Насколько разрушительной будет эта игра?
И насколько сладкой?
В этот момент Матвей наклонился и, не позволяя мне увернуться, поцеловал.
И я поняла, что игра будет невероятно сладкой. Слаще всего, что я до этого испытывала. Настолько, что привыкание может быть мгновенным…
Все эти мысли проносились, не задерживась, в голове, сразу ставшей пустой и легкой, пока друг моего сына целовал меня на моей кухне. Целовал нахально, немного грубовато и очень по-собственнически. Словно право на это имел. Словно я позволила, дала свое согласие.
Хотя, ему мое согласие не было нужно, я и без формальных слов была полностью в его власти, в его подчинении.
И, наверно, в голове моей все-таки что-то от стресса и неожиданности отключилось, потому что происходящее той ночью помнится лишь вспышками, яркими, болезненно-четкими, до слез острыми.
Мы на кухне.
Целуемся с такой дикой страстью, словно нет ничего важнее в этот момент в мире. Матвей не дает мне вздохнуть, не позволяет прийти в себя и понять весь ужас, все непотребство происходящего.
А я все понимаю, тем не менее. Все понимаю. И ничего не хочу менять. Только не сейчас! Не сейчас! Пусть потом будет плохо, пусть потом меня замучает совесть, но сейчас, сейчас… Сейчас я хочу, чтоб он целовал меня, этот сумасшедший дерзкий мальчик, практически ровесник моего сына. Я потом подумаю о своем неправильном поведении, а сейчас… Матвей рычит бешено, подхватывает меня на руки, и я лечу…
Кровать, тяжелое тело горячего парня, придавившее меня к покрывалу. Это сладкая тяжесть, ее хочется длить, тщательно сохраняя в памяти каждое мгновение. Его глаза, отражающиеся в них огни гирлянды, круглосуточно горящей в проеме окна.

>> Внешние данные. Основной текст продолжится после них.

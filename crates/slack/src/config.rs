//! Notification configuration document.
//!
//! A small YAML document controlling message shape: templates, colors,
//! glyphs, and optionally a Block Kit tree. Every field is optional and
//! unknown keys are ignored, so a malformed-but-parseable document degrades
//! to defaults instead of failing the notification.

use crate::error::{Error, Result};
use crate::status::JobStatus;
use serde::Deserialize;
use std::collections::BTreeMap;
use std::path::Path;

/// A single attachment field template.
#[derive(Debug, Clone, Deserialize)]
pub struct FieldConfig {
    /// Field title shown in bold.
    pub title: String,
    /// Field value template.
    pub value: String,
    /// Whether the field renders side-by-side with its neighbor.
    #[serde(default)]
    pub short: bool,
}

/// Message configuration, deserialized from YAML.
///
/// Absent fields fall back to built-in defaults at assembly time. The
/// presence of a `blocks` tree switches the payload from the legacy
/// attachment shape to the Block Kit shape.
#[derive(Debug, Clone, Default, Deserialize)]
pub struct Config {
    /// Bot username shown in the channel.
    pub username: Option<String>,
    /// Bot icon image URL.
    pub icon_url: Option<String>,
    /// Pretext template, shown above the attachment.
    pub pretext: Option<String>,
    /// Attachment title template.
    pub title: Option<String>,
    /// Attachment title link template.
    pub title_link: Option<String>,
    /// Attachment body template.
    pub text: Option<String>,
    /// Plain-text fallback template.
    pub fallback: Option<String>,
    /// Field templates replacing the default field set.
    pub fields: Option<Vec<FieldConfig>>,
    /// Footer template.
    pub footer: Option<String>,
    /// Footer icon URL.
    pub footer_icon: Option<String>,
    /// Status-name to attachment-color mapping; `default` is the fallback key.
    #[serde(default)]
    pub colors: BTreeMap<String, String>,
    /// Status-name to step-glyph mapping; `default` is the fallback key.
    #[serde(default)]
    pub icons: BTreeMap<String, String>,
    /// Block Kit tree with template strings in its leaves.
    pub blocks: Option<serde_json::Value>,
}

impl Config {
    /// Parse a configuration document from YAML.
    pub fn from_yaml(document: &str) -> Result<Self> {
        serde_yaml::from_str(document).map_err(|e| Error::config(e.to_string()))
    }

    /// Read and parse a configuration file.
    pub fn from_path(path: &Path) -> Result<Self> {
        let document = std::fs::read_to_string(path)?;
        Self::from_yaml(&document)
    }

    /// Attachment color for a status.
    ///
    /// Resolution order: configured entry for the status name, the
    /// configured `default` entry, the built-in table. Total over
    /// [`JobStatus`].
    #[must_use]
    pub fn color(&self, status: JobStatus) -> String {
        self.colors
            .get(status.as_str())
            .or_else(|| self.colors.get("default"))
            .cloned()
            .unwrap_or_else(|| status.default_color().to_string())
    }

    /// Step glyph for a status; same resolution order as [`Config::color`].
    #[must_use]
    pub fn glyph(&self, status: JobStatus) -> String {
        self.icons
            .get(status.as_str())
            .or_else(|| self.icons.get("default"))
            .cloned()
            .unwrap_or_else(|| status.default_glyph().to_string())
    }

    /// Whether this configuration selects the Block Kit payload shape.
    #[must_use]
    pub fn uses_blocks(&self) -> bool {
        self.blocks.is_some()
    }
}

– Новый год все еще? – усмехается он, обдавая теплым дыханием губы.
– Каждый день… – шепчу я и покорно поднимаю руки, позволяя себя раздеть.
Его горячие губы повсюду, его жесткие руки исследуют, бесцеремонно и жадно. И мне сладка эта жадность. Мне приятно, что он так нетерпелив, что задыхается от желания, что сдержаться не может, прикусывает, слабо контролируя силу и причиняя боль.
Тоже сладкую.
Меня трясет от каждого его движения, прикосновения, властности его манер, той, истинно мужской непоколебимой уверенности в своем праве поступать так с женщиной. Как со своей.
Я так давно не ощущала себя… чьей-то. Никто не обращался со мной до такой степени по-собственнически.
Матвей не спрашивал, не тормозил, не отслеживал мою реакцию на свои действия.
Он просто делал со мной все, что только может сделать с беспомощной женщиной опытный сильный мужчина.
И мне это нравилось, черт возьми!
Так нравилось!
Я умирала в его руках, я позволяла ему такое, чего никогда в жизни… И никому… Вообще никому!
Я, наверно, сошла с ума в ту ночь.
И не жалела об этом. Только не об этом!
Глава 9
И вот теперь, спустя два месяца, я смотрю в полные понимания и иронии глаза Матвея, и не хочу вспоминать о том, что сказала ему на следующее утро, после нашей первой ночи.
Тогда я, придя в себя, вынырнув из морока, сделала все, чтоб навсегда обрубить даже возможность продолжения этих… отношений. Верней, не отношений, а слабости своей, глупости.
Именно так я, кажется, тогда сказала, выталкивая из постели, а потом и из квартиры взбешенного и ничего не понимающего Матвея.
Я не хотела слушать его доводов, потому что не было у меня на них ответов.
Да и не хотелось отвечать.
Хотелось остаться одной, запереться в квартире, достать из холодильника нз в виде ведра мороженого… И всласть настрадаться.
Потому и торопилась выкинуть со своей территории источник моих страданий. Чтоб не мешал.